#### The problem:
Your reply should be only the number of lines in the records that contain the word "scorer".

#### Given data:
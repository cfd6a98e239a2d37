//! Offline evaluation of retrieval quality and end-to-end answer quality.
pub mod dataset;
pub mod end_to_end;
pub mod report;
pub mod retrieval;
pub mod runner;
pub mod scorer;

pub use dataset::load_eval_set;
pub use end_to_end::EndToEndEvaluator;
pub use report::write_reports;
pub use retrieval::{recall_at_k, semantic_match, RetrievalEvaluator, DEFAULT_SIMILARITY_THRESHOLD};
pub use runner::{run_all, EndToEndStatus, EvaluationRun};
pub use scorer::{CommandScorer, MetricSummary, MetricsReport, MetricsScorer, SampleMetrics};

#### Answer to the problem:
2